▶ Problem details
Pick every line from the data below that contains the string "Mutex" and copy it.

Extracted records:
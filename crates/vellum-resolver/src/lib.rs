//! Package import resolution for the Vellum document engine.
//!
//! A Vellum document names the packages it depends on in its `import`
//! property. This crate turns that declaration into the flattened,
//! merge-ordered package list the document inflater consumes:
//!
//! - **Import records**: plain packages plus `oneOf` and `allOf`
//!   selectors with hoisted common fields, `otherwise` fallbacks, and
//!   `when` guards evaluated against a host [`ImportContext`].
//! - **Deduplication**: one fetch per `(name, version)` coordinate,
//!   and `accept` patterns let a request reuse an already requested
//!   version of the same package.
//! - **Ordering**: imports precede their importer, shared packages are
//!   placed once, and `loadAfter` reorders siblings, with circular
//!   dependencies reported to the session console.
//! - **Host plumbing**: a [`PackageManager`] trait owning the actual
//!   fetches, an in-memory implementation for tests, and a
//!   [`PackageResolver`] that drives a [`PendingImport`] tree to a
//!   single success or failure callback.
//!
//! # Example
//!
//! ```
//! use parking_lot::Mutex;
//! use serde_json::json;
//! use std::sync::Arc;
//! use vellum_resolver::{
//!     MemoryPackageManager, Package, PackageManager, PackageResolver, PendingImport, Session,
//! };
//!
//! # fn main() -> vellum_resolver::Result<()> {
//! let manager = Arc::new(MemoryPackageManager::new());
//! manager.put(
//!     "styles:1.2",
//!     json!({"type": "vellum", "version": "1.2"}).to_string(),
//! );
//!
//! let document = json!({
//!     "type": "vellum",
//!     "version": "1.0",
//!     "import": [{"name": "styles", "version": "1.2"}]
//! });
//! let root = Arc::new(Package::new("main", document)?);
//! let session = Arc::new(Session::new());
//! let pending = Arc::new(Mutex::new(PendingImport::new(root, None, session, Vec::new())));
//!
//! let resolver = PackageResolver::new(manager as Arc<dyn PackageManager>);
//! let ordered = Arc::new(Mutex::new(Vec::new()));
//! let sink = Arc::clone(&ordered);
//! resolver.load(
//!     pending,
//!     move |packages| {
//!         *sink.lock() = packages
//!             .iter()
//!             .map(|package| package.name().to_string())
//!             .collect();
//!     },
//!     |_, message, _| panic!("import failed: {message}"),
//! );
//!
//! assert_eq!(*ordered.lock(), ["styles:1.2", "main"]);
//! # Ok(())
//! # }
//! ```

#![deny(unsafe_code)]
#![warn(missing_docs)]

pub mod error;
pub mod import;
pub mod manager;
mod ordering;
pub mod package;
pub mod pending;
pub mod record;
pub mod resolver;

pub use error::{Error, Result};
pub use import::{ImportRef, ImportRequest, LoadAfter, is_acceptable_replacement};
pub use manager::{MemoryPackageManager, PackageManager};
pub use package::Package;
pub use pending::PendingImport;
pub use record::{ImportContext, ImportRecord, RecordDefaults};
pub use resolver::{FailureCallback, PackageRequest, PackageResolver, SuccessCallback};

pub use vellum_core::{SemanticPattern, SemanticVersion, Session};

/// Commonly used imports.
pub mod prelude {
    pub use crate::error::{Error, Result};
    pub use crate::import::{ImportRef, ImportRequest};
    pub use crate::manager::{MemoryPackageManager, PackageManager};
    pub use crate::package::Package;
    pub use crate::pending::PendingImport;
    pub use crate::record::ImportContext;
    pub use crate::resolver::{PackageRequest, PackageResolver};
    pub use vellum_core::{SemanticPattern, SemanticVersion, Session};
}
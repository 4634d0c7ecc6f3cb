//! Loaded package documents.

use crate::error::{Error, Result};
use serde_json::Value;
use std::sync::Arc;
use vellum_core::Session;

/// A validated package document.
///
/// Imported packages are named by their qualified `name:version`; the
/// root document carries whatever name the host gave it.
#[derive(Debug, Clone)]
pub struct Package {
    name: String,
    json: Value,
}

impl Package {
    /// Validate `json` as a package document named `name`.
    ///
    /// # Errors
    ///
    /// Returns [`Error::InvalidPackage`] unless the payload is a JSON
    /// object with string `type` and `version` fields.
    pub fn new(name: impl Into<String>, json: Value) -> Result<Self> {
        let name = name.into();
        let Some(object) = json.as_object() else {
            return Err(Error::invalid_package(name, "payload is not a JSON object"));
        };
        if !matches!(object.get("type"), Some(Value::String(_))) {
            return Err(Error::invalid_package(
                name,
                "missing or non-string type field",
            ));
        }
        if !matches!(object.get("version"), Some(Value::String(_))) {
            return Err(Error::invalid_package(
                name,
                "missing or non-string version field",
            ));
        }
        Ok(Self { name, json })
    }

    /// Validate a package document, reporting any problem to the
    /// session console instead of returning it.
    pub fn create(session: &Session, name: impl Into<String>, json: Value) -> Option<Arc<Self>> {
        match Self::new(name, json) {
            Ok(package) => Some(Arc::new(package)),
            Err(error) => {
                session.console(error.to_string());
                None
            }
        }
    }

    /// The name this package was loaded under.
    #[must_use]
    pub fn name(&self) -> &str {
        &self.name
    }

    /// The document type declared by the payload.
    #[must_use]
    pub fn doc_type(&self) -> &str {
        self.json["type"].as_str().unwrap_or_default()
    }

    /// The version declared by the payload.
    #[must_use]
    pub fn version(&self) -> &str {
        self.json["version"].as_str().unwrap_or_default()
    }

    /// The full document.
    #[must_use]
    pub fn json(&self) -> &Value {
        &self.json
    }

    /// The raw `import` property, if the document has one.
    #[must_use]
    pub fn import_value(&self) -> Option<&Value> {
        self.json.get("import")
    }
}
//! Error types for Vellum core operations.

use thiserror::Error;

/// Core error type for session, version, and JSON handling.
#[derive(Error, Debug)]
pub enum Error {
    /// A version string failed to parse.
    #[error("invalid semantic version '{input}': {reason}")]
    InvalidVersion {
        /// The offending input, trimmed.
        input: String,
        /// What went wrong.
        reason: String,
    },

    /// A pattern string failed to parse.
    #[error("invalid semantic pattern '{input}': {reason}")]
    InvalidPattern {
        /// The offending input, trimmed.
        input: String,
        /// What went wrong.
        reason: String,
    },

    /// JSON error.
    #[error("json error: {0}")]
    Json(#[from] serde_json::Error),
}

impl Error {
    /// Create a version parse error.
    #[must_use]
    pub fn version(input: impl Into<String>, reason: impl Into<String>) -> Self {
        Self::InvalidVersion {
            input: input.into(),
            reason: reason.into(),
        }
    }

    /// Create a pattern parse error.
    #[must_use]
    pub fn pattern(input: impl Into<String>, reason: impl Into<String>) -> Self {
        Self::InvalidPattern {
            input: input.into(),
            reason: reason.into(),
        }
    }
}

/// Result type for Vellum core operations.
pub type Result<T> = std::result::Result<T, Error>;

▶ Exercise response
//! use parking_lot::Mutex;
//! let pending = Arc::new(Mutex::new(PendingImport::new(root, None, session, Vec::new())));
//! let ordered = Arc::new(Mutex::new(Vec::new()));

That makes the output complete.